Dozens more remained unaccounted for: Americans, Britons, French, Norwegians, Romanians, Malaysians, Japanese, Algerians and the fighters themselves.
One high-ranking source in the U.S. government told CBS News four Americans have been freed tonight, one of them injured, after the assault, although that number hasn't been confirmed.
The U.S. government sent an unmanned surveillance drone to the BP-operated site, near the border with Libya and 800 miles from the Algerian capital, but it could do little more than watch Thursday's intervention. Algeria's army-dominated government, hardened by decades of fighting Islamist militants, shrugged aside foreign offers of help and drove ahead alone.
A senior administration official told CBS News correspondent Major Garrett the U.S. government was not made aware of the Algerian rescue raid in advance. Before the raid, top U.S. officials "urged" Algeria to be "cautious" and "strongly encouraged" Algeria to establish safety of the hostages as their "top priority."
With the hostage drama entering its second day Thursday, Algerian security forces moved in, first with helicopter fire and then special forces, according to diplomats, a website close to the militants, and an Algerian security official. The government said it was forced to intervene because the militants were being stubborn and wanted to flee with the hostages.
The militants - led by a Mali-based al-Qaeda offshoot known as the Masked Brigade - suffered losses in Thursday's military assault, but succeeded in garnering a global audience.
Even violence-scarred Algerians were stunned by the brazen hostage-taking Wednesday, the biggest in northern Africa in years and the first to include Americans as targets. Mass fighting in the 1990s had largely spared the lucrative oil and gas industry that gives Algeria its economic independence and regional weight.
The hostage-taking raised questions about security for sites run by multinationals that are dotted across Africa's largest country. It also raised the prospect of similar attacks on other countries allied against the extremist warlords and drug traffickers who rule a vast patch of desert across several countries in northwest Africa. Even the heavy-handed Algerian response may not deter groups looking for martyrdom and attention.
Casualty figures in the Algerian standoff varied widely. The remote location is extremely hard to reach and was surrounded by Algerian security forces - who, like the militants, are inclined to advertise their successes and minimize their failures.

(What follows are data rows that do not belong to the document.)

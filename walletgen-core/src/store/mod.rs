// walletgen-core/src/store/mod.rs

//! Wallet Store Module
//!
//! Ordered collection của các wallet đã derive cho mnemonic đang active,
//! mirror đồng bộ xuống durable storage qua [`StoragePort`] sau mỗi mutation.
//!
//! # Invariants
//! - Hai visibility-flag vectors luôn cùng độ dài với collection
//! - Operation fail → state giữ nguyên, không có record nửa vời
//! - Insertion order = derivation order = display order

pub mod port;

pub use port::{MemoryStorage, StoragePort};

use crate::chains::ChainKind;
use crate::crypto::RecoveryPhrase;
use crate::error::{WalletError, WalletResult};
use crate::wallet::{derive_wallet, WalletRecord};
use tracing::{debug, info};

// Durable state layout — ba keys cố định, khớp layout lịch sử
pub const WALLETS_KEY: &str = "wallets";
pub const MNEMONICS_KEY: &str = "mnemonics";
pub const PATHS_KEY: &str = "paths";

/// Wallet Store - collection + durable mirror
///
/// Mọi mutating operation (`generate_first`, `add_one`, `delete_at`,
/// `clear_all`) đều mirror kết quả xuống storage ngay lập tức, để session
/// sau có thể [`rehydrate`](Self::rehydrate) lại từ cùng storage.
pub struct WalletStore<S: StoragePort> {
    storage: S,
    wallets: Vec<WalletRecord>,
    mnemonic_words: Vec<String>,
    chain: Option<ChainKind>,
    visible_private_keys: Vec<bool>,
    visible_phrases: Vec<bool>,
}

impl<S: StoragePort> WalletStore<S> {
    // =========================================================================
    // CONSTRUCTORS
    // =========================================================================

    /// Store rỗng trên một storage backend
    pub fn new(storage: S) -> Self {
        Self {
            storage,
            wallets: Vec::new(),
            mnemonic_words: Vec::new(),
            chain: None,
            visible_private_keys: Vec::new(),
            visible_phrases: Vec::new(),
        }
    }

    /// Rebuild in-memory state từ durable storage
    ///
    /// - Key chưa tồn tại → phần state tương ứng rỗng (không phải lỗi)
    /// - JSON hỏng → `WalletError::Storage`
    /// - Visibility flags luôn rehydrate thành all-`false`
    ///   (trạng thái reveal không bao giờ được persist)
    pub fn rehydrate(storage: S) -> WalletResult<Self> {
        let mut store = Self::new(storage);

        if let Some(raw) = store.storage.get(WALLETS_KEY) {
            store.wallets = serde_json::from_str(&raw)
                .map_err(|e| WalletError::Storage(format!("corrupt '{}': {}", WALLETS_KEY, e)))?;
        }
        if let Some(raw) = store.storage.get(MNEMONICS_KEY) {
            store.mnemonic_words = serde_json::from_str(&raw)
                .map_err(|e| WalletError::Storage(format!("corrupt '{}': {}", MNEMONICS_KEY, e)))?;
        }
        if let Some(raw) = store.storage.get(PATHS_KEY) {
            let tags: Vec<String> = serde_json::from_str(&raw)
                .map_err(|e| WalletError::Storage(format!("corrupt '{}': {}", PATHS_KEY, e)))?;
            store.chain = tags.first().and_then(|t| ChainKind::from_tag(t).ok());
        }

        store.visible_private_keys = vec![false; store.wallets.len()];
        store.visible_phrases = vec![false; store.wallets.len()];

        debug!(count = store.wallets.len(), "wallet store rehydrated");
        Ok(store)
    }

    // =========================================================================
    // MUTATING OPERATIONS
    // =========================================================================

    /// Generate operation của presentation layer
    ///
    /// - `phrase_input` trống/blank → generate phrase 12 words mới
    /// - `phrase_input` invalid → `Err(Mnemonic)`, state giữ nguyên
    /// - `chain_tag` ngoài {"501", "60"} → `Err(UnsupportedChain)`
    ///
    /// Contract: **append** — gọi liên tiếp không clear sẽ grow collection
    /// (derive tại `account_index = len()`), không reset.
    pub fn generate_first(
        &mut self,
        phrase_input: &str,
        chain_tag: &str,
    ) -> WalletResult<&WalletRecord> {
        let chain = ChainKind::from_tag(chain_tag)?;
        let phrase = RecoveryPhrase::resolve(phrase_input)?;

        let record = derive_wallet(chain, &phrase, self.wallets.len() as u32)?;

        // Derivation thành công — giờ mới được mutate
        self.chain = Some(chain);
        self.mnemonic_words = phrase.words();
        self.wallets.push(record);
        self.visible_private_keys.push(false);
        self.visible_phrases.push(false);
        self.persist();

        info!(
            chain = chain.name(),
            count = self.wallets.len(),
            "wallet generated"
        );
        Ok(self.wallets.last().expect("record just pushed"))
    }

    /// Derive thêm một wallet từ mnemonic đang active
    ///
    /// `account_index = len()` — index tăng dần, không có gaps.
    pub fn add_one(&mut self) -> WalletResult<&WalletRecord> {
        if self.mnemonic_words.is_empty() {
            return Err(WalletError::NoMnemonic);
        }
        let chain = self.chain.ok_or(WalletError::NoMnemonic)?;

        let phrase = RecoveryPhrase::from_phrase(&self.mnemonic_words.join(" "))?;
        let record = derive_wallet(chain, &phrase, self.wallets.len() as u32)?;

        self.wallets.push(record);
        self.visible_private_keys.push(false);
        self.visible_phrases.push(false);
        self.persist();

        info!(count = self.wallets.len(), "wallet appended");
        Ok(self.wallets.last().expect("record just pushed"))
    }

    /// Xóa record tại `index` cùng hai visibility flags tương ứng
    ///
    /// Các records còn lại giữ nguyên thứ tự; re-index implicit theo
    /// vị trí trong sequence (không có gaps).
    pub fn delete_at(&mut self, index: usize) -> WalletResult<()> {
        if index >= self.wallets.len() {
            return Err(WalletError::IndexOutOfBounds {
                index,
                len: self.wallets.len(),
            });
        }

        self.wallets.remove(index);
        self.visible_private_keys.remove(index);
        self.visible_phrases.remove(index);
        self.persist();

        info!(index, count = self.wallets.len(), "wallet deleted");
        Ok(())
    }

    /// Xóa toàn bộ collection, flags, cached words và durable copy
    pub fn clear_all(&mut self) {
        self.wallets.clear();
        self.mnemonic_words.clear();
        self.chain = None;
        self.visible_private_keys.clear();
        self.visible_phrases.clear();

        self.storage.remove(WALLETS_KEY);
        self.storage.remove(MNEMONICS_KEY);
        self.storage.remove(PATHS_KEY);

        info!("all wallets cleared");
    }

    // =========================================================================
    // VISIBILITY FLAGS
    // =========================================================================

    /// Toggle reveal của private key tại `index`; trả về trạng thái mới
    pub fn toggle_private_key(&mut self, index: usize) -> WalletResult<bool> {
        let len = self.wallets.len();
        let flag = self
            .visible_private_keys
            .get_mut(index)
            .ok_or(WalletError::IndexOutOfBounds { index, len })?;
        *flag = !*flag;
        Ok(*flag)
    }

    /// Toggle reveal của recovery phrase tại `index`; trả về trạng thái mới
    pub fn toggle_phrase(&mut self, index: usize) -> WalletResult<bool> {
        let len = self.wallets.len();
        let flag = self
            .visible_phrases
            .get_mut(index)
            .ok_or(WalletError::IndexOutOfBounds { index, len })?;
        *flag = !*flag;
        Ok(*flag)
    }

    // =========================================================================
    // GETTERS
    // =========================================================================

    #[inline]
    pub fn wallets(&self) -> &[WalletRecord] {
        &self.wallets
    }

    #[inline]
    pub fn len(&self) -> usize {
        self.wallets.len()
    }

    #[inline]
    pub fn is_empty(&self) -> bool {
        self.wallets.is_empty()
    }

    /// Words của mnemonic đang active (cho phrase-reveal UI)
    #[inline]
    pub fn mnemonic_words(&self) -> &[String] {
        &self.mnemonic_words
    }

    /// Chain đã chọn cho session này
    #[inline]
    pub fn chain(&self) -> Option<ChainKind> {
        self.chain
    }

    #[inline]
    pub fn visible_private_keys(&self) -> &[bool] {
        &self.visible_private_keys
    }

    #[inline]
    pub fn visible_phrases(&self) -> &[bool] {
        &self.visible_phrases
    }

    /// Trả lại storage backend (dùng cho rehydration tests)
    pub fn into_storage(self) -> S {
        self.storage
    }

    // =========================================================================
    // DURABLE MIRROR
    // =========================================================================

    /// Mirror toàn bộ state xuống ba durable keys
    ///
    /// Serialization của các types này không thể fail (plain strings/bools),
    /// nên persist không trả Result.
    fn persist(&mut self) {
        let wallets = serde_json::to_string(&self.wallets).expect("records serialize");
        self.storage.set(WALLETS_KEY, &wallets);

        let words = serde_json::to_string(&self.mnemonic_words).expect("words serialize");
        self.storage.set(MNEMONICS_KEY, &words);

        let tags: Vec<&str> = self.chain.iter().map(|c| c.tag()).collect();
        let paths = serde_json::to_string(&tags).expect("tags serialize");
        self.storage.set(PATHS_KEY, &paths);
    }
}

// =============================================================================
// TESTS
// =============================================================================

"An important number of hostages were freed and an important number of terrorists were eliminated, and we regret the few dead and wounded," Algeria's communications minister, Mohand Said Oubelaid, told national media, adding that the "terrorists are multinational," coming from several different countries with the goal of "destabilizing Algeria, embroiling it in the Mali conflict and damaging its natural gas infrastructure."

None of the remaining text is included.